Mt Isolation is one of the most remote White Mountain 4000 footers and makes for a long day in winter conditions. The best winter route starts from the Rocky Branch Trailhead off Rt 16 south of Pinkham Notch but still requires several stream crossings which can be problematic in winter if they’re not bridged by ice. Some of these can be avoided by bushwhacking around them, something that’s perfectly acceptable by Leave No Trace Doctrine when the ground is covered by several feet of snow and its ok to hike off-trail, as long as you don’t mark the route with flagging, blazing, or by cutting branches.
If you don’t know how to navigate off-trail, I’d advise following the normal trails out to Isolation: it’s very easy to get lost and the consequences can be dire in winter. The bushwhacks only cut off about 2 miles of hiking and the risk/reward ratio isn’t that favorable if you’re unsure of the off-trail routes
While we were able to bypass most of the stream crossings on this trip, we were not able to dodge the single-digit temperature at the trailhead or the foot of fresh snow that had fallen the day before. Luckily it was very dry powdery snow, so it wasn’t as difficult to hike through, although it made climbing slopes very slippery. Otherwise, the winds were quite low and we were treated to a brilliant sunny day with a vibrant blue sky, called a “bluebird day” in the Whites.
The hardest part of this hike for me is always the initial climb from the trailhead up to height-of-land on the Rocky Branch Trail. It’s a relentless climb up 1950′ of elevation in 2.8 miles with no chance for a warm-up after leaving the trailhead. The rest of the hike is much more gradual and easy.
After the initial climb, we planned to hike the Engine Hill Bushwhack which is a popular off-trail route that people hike to avoid several stream crossings along the Isolation Trail which are often not bridged in winter. There isn’t one well-defined path through the forest and over the boggy/wet terrain though, which is why you want to have some kind of directional aid to find your way. When we arrived at the traditional start point for the bushwhack, it wasn’t broken out, and being lazy, we decided to skip it is and take a shorter cutoff further down the trail.
The lower bushwhack was broken out, so we followed it a short distance until it joined back up with the Isolation Trail, bypassing the potentially problematic stream crossings. We’d had a major thaw the previous week, so there was a good chance that these crossings were no longer bridged with ice. In fact, most of the winter stream crossings throughout that National Forest had been swept aside by high water during the melt-off, vastly complicating winter ascents.
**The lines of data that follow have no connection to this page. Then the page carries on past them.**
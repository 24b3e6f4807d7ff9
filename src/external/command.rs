//! Base command execution abstraction
//!
//! Provides the foundational trait for executing external commands, enabling
//! dependency injection for testing.

use async_trait::async_trait;
use thiserror::Error;

#[derive(Debug, Clone)]
pub struct CommandOutput {
    pub status_code: i32,
    pub stdout: String,
    pub stderr: String,
}

impl CommandOutput {
    pub fn success(&self) -> bool {
        self.status_code == 0
    }
}

#[derive(Debug, Error, Clone)]
pub enum CommandError {
    #[error("Command not found: {command}")]
    CommandNotFound { command: String },
    #[error("IO error: {message}")]
    Io { message: String },
}

/// Trait for executing external commands
///
/// The rest of the crate never touches `std::process` directly; the git
/// client receives one of these so tests can answer with canned output.
#[async_trait]
pub trait CommandExecutor: Send + Sync {
    async fn execute(&self, program: &str, args: &[&str]) -> Result<CommandOutput, CommandError>;
}

/// Real implementation backed by `tokio::process::Command`
pub struct ProcessCommandExecutor;

#[async_trait]
impl CommandExecutor for ProcessCommandExecutor {
    async fn execute(&self, program: &str, args: &[&str]) -> Result<CommandOutput, CommandError> {
        use tokio::process::Command;

        tracing::trace!(program, ?args, "executing command");

        let output = Command::new(program)
            .args(args)
            .output()
            .await
            .map_err(|e| {
                if e.kind() == std::io::ErrorKind::NotFound {
                    CommandError::CommandNotFound {
                        command: program.to_string(),
                    }
                } else {
                    CommandError::Io { message: e.to_string() }
                }
            })?;

        Ok(CommandOutput {
            status_code: output.status.code().unwrap_or(-1),
            stdout: String::from_utf8_lossy(&output.stdout).to_string(),
            stderr: String::from_utf8_lossy(&output.stderr).to_string(),
        })
    }
}
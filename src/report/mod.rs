//! Report rendering and output
//!
//! Renders a [`ScanReport`] as a text table or JSON and writes it to a file.

pub mod json;
pub mod text;

use crate::fs::FileSystemOperations;
use crate::merge::ScanReport;
use anyhow::{Context, Result};
use chrono::{DateTime, Utc};
use serde::{Deserialize, Serialize};
use std::path::Path;
use std::sync::Arc;

#[derive(
    Debug, Clone, Copy, PartialEq, Eq, Default, Serialize, Deserialize, clap::ValueEnum,
)]
#[serde(rename_all = "lowercase")]
pub enum ReportFormat {
    #[default]
    Text,
    Json,
}

/// Render `report` in the requested format
pub fn render(report: &ScanReport, format: ReportFormat, generated_at: DateTime<Utc>) -> Result<String> {
    match format {
        ReportFormat::Text => Ok(text::render(report, generated_at)),
        ReportFormat::Json => json::render(report, generated_at),
    }
}

/// Writes rendered reports, creating missing parent directories
pub struct ReportWriter {
    fs: Arc<dyn FileSystemOperations>,
}

impl ReportWriter {
    pub fn new(fs: Arc<dyn FileSystemOperations>) -> Self {
        Self { fs }
    }

    pub async fn write(&self, path: &Path, contents: &str) -> Result<()> {
        if let Some(parent) = path.parent().and_then(Path::to_str) {
            if !parent.is_empty() && !self.fs.exists(parent) {
                self.fs
                    .create_dir_all(parent)
                    .await
                    .with_context(|| format!("Failed to create directory '{parent}'"))?;
            }
        }

        let target = path.to_string_lossy();
        self.fs
            .write(&target, contents.as_bytes())
            .await
            .with_context(|| format!("Failed to write report to '{target}'"))?;

        tracing::info!(path = %target, bytes = contents.len(), "report written");
        Ok(())
    }
}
We followed the Isolation Trail to the start of another bushwhack route, called the Iso Express, which has a narrow stream crossing over the Rocky Branch River. That was rock hoppable, although not fully bridged with ice. We crossed without incident and found that the Iso Express route was also not broken out, although there were sections where you could discern a depression in the snow, where it had been broken out previously. My friend Karen and I both had GPS tracks of the route, maps, compass, etc and we’ve hiked it before, so we had a pretty good idea about where to go. We still came in a little high, but course-corrected and met back up with the Davis Path shortly before the Isolation summit.
After wolfing down some food and hot tea, we summited Isolation and took in the views. We were bundled up in our hard shells, but the wind was still quite manageable. We had a great view of Mt Eisenhower, Mt Monroe, Mt Washington, and Boot Spur and a head-on view of the Oakes Gulf headwall, which is a glacial cirque similar to Tuckerman Ravine. We could even see the Baldfaces all the way on the Maine-New Hampshire border in Evans Notch.
From there, it was a fast-paced snowshoe back across the ground we’d covered earlier in the day. While it was easier going back, it was still another 6 miles out to the trailhead. I’ll just add that the second hardest portion of this hike is the final 2.8 miles when you descend the Rocky Branch Trail from height-of-land back down to the trailhead. You really begin to appreciate what a long and arduous segment of trail that is when you descend its steep slopes at the end of the day.
Total distance: 12 miles w/3400′ of elevation gain.
I fell through on one of those stream crossings last year and will always take the bushwack now in winter. It was easy enough to find at the height of land after I didn’t need it! ;-) I’d think the USFS would be a little more receptive to a permanent trail if they tried those stream crossings in winter themselves!